When the string "CommitTypeNotAllowed" appears in a line of the records, show the whole line.

• [Given entries]:
▬▬▬▬▬▬
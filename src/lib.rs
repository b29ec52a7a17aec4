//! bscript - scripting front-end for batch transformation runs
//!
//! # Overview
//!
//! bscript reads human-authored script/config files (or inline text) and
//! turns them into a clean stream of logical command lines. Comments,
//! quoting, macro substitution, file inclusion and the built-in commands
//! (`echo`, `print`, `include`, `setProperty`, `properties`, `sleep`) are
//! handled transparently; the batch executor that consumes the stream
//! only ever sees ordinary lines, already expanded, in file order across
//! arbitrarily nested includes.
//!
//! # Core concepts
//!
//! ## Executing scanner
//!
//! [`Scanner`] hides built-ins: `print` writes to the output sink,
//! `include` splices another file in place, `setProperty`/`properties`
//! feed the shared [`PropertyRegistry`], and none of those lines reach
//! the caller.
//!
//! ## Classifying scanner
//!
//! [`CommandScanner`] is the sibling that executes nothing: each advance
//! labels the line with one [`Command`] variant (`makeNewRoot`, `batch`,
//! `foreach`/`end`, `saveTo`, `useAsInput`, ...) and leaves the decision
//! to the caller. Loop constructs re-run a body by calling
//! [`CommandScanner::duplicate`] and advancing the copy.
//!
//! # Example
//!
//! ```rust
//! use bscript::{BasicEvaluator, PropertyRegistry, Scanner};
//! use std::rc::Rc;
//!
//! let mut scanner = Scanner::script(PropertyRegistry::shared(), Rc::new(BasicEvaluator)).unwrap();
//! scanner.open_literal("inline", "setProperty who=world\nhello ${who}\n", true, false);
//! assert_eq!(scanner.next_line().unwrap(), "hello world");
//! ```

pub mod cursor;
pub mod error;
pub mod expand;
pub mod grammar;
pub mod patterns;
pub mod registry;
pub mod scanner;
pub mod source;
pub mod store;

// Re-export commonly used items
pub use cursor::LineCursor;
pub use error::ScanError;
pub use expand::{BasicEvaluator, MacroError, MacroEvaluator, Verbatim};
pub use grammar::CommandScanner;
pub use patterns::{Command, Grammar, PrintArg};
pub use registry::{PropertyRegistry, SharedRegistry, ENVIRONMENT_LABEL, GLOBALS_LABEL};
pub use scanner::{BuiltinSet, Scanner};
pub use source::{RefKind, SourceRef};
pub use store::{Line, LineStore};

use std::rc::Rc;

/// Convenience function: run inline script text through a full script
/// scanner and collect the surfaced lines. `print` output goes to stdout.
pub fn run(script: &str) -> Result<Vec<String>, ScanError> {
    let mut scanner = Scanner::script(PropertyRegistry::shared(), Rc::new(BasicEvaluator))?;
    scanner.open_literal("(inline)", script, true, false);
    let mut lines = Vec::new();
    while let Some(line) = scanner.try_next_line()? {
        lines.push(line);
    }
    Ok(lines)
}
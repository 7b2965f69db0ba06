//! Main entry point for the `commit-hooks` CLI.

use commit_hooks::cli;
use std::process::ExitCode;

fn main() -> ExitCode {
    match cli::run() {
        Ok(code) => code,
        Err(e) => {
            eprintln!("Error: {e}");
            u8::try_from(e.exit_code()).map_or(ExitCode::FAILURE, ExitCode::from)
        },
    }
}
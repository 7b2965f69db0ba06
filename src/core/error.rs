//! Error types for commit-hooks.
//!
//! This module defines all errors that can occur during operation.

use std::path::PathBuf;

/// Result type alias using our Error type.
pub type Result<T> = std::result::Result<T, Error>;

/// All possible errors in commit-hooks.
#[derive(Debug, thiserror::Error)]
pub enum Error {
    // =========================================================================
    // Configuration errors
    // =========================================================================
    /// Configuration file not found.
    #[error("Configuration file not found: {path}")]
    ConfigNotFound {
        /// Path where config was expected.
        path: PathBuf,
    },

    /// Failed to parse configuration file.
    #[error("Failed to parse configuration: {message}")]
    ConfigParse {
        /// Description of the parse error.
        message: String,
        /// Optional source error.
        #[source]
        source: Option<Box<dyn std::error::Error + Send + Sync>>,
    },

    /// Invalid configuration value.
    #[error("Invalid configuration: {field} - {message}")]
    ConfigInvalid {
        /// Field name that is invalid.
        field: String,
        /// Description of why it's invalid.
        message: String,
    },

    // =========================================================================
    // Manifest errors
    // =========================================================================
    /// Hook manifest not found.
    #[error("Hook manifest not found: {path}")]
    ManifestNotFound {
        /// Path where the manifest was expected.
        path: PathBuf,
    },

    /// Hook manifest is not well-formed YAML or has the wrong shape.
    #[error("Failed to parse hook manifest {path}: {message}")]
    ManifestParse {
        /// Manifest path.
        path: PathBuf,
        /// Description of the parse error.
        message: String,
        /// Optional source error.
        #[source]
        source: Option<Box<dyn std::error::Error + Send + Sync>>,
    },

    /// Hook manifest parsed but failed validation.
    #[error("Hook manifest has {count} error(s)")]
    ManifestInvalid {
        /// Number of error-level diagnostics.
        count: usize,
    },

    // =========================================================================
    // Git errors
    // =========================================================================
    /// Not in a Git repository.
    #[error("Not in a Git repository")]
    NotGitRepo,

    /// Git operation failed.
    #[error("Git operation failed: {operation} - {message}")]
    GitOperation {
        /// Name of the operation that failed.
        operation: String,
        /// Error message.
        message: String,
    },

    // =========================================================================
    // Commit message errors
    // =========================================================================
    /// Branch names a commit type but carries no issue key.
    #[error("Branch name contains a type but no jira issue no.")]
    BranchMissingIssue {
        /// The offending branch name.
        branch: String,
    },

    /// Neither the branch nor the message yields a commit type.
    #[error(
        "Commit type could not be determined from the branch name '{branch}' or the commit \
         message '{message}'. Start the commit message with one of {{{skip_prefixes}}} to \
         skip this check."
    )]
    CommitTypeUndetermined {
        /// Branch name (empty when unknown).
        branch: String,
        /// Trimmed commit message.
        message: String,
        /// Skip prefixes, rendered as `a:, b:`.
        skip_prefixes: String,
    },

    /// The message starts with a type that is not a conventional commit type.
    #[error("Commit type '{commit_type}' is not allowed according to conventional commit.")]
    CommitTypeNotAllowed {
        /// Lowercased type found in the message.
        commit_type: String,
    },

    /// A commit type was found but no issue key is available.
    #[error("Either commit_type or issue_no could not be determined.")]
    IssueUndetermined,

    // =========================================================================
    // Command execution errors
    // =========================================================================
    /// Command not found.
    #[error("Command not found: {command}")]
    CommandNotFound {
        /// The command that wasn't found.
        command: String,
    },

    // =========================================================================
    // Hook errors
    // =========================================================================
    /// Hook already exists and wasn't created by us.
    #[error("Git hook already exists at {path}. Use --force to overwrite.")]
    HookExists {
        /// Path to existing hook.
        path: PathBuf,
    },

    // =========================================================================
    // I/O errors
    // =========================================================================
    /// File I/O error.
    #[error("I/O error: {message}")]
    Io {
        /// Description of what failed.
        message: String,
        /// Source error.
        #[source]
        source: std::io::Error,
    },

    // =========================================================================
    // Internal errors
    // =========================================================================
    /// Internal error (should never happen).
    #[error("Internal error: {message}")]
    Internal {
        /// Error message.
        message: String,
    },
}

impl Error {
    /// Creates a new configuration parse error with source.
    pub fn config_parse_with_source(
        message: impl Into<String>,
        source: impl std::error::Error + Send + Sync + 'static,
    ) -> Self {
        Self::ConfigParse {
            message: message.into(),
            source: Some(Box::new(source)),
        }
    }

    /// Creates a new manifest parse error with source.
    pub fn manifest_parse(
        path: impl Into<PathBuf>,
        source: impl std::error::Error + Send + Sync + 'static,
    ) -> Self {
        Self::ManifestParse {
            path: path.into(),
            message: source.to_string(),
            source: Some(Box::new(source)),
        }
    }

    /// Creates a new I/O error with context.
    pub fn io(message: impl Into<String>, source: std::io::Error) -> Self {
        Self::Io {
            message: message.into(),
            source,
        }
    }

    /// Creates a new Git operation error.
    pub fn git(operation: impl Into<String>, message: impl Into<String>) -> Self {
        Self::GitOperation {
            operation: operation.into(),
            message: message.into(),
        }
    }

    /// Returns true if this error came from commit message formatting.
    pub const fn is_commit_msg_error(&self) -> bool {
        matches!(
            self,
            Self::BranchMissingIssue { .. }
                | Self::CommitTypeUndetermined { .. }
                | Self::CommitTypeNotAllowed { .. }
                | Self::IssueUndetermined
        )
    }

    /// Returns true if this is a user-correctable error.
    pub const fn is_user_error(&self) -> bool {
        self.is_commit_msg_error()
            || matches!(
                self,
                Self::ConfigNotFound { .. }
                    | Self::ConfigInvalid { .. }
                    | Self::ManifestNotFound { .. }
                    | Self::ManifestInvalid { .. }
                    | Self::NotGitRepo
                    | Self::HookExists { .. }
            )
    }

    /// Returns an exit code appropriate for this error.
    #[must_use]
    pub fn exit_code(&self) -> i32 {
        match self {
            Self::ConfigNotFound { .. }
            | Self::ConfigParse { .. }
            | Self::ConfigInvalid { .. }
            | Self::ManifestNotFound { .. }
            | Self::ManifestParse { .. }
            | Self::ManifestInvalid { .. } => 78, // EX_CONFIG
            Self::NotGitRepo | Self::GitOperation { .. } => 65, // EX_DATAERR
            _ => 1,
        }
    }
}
▬▬▬▬▬▬
• [Result of this exercise]:
    CommitTypeNotAllowed {
                | Self::CommitTypeNotAllowed { .. }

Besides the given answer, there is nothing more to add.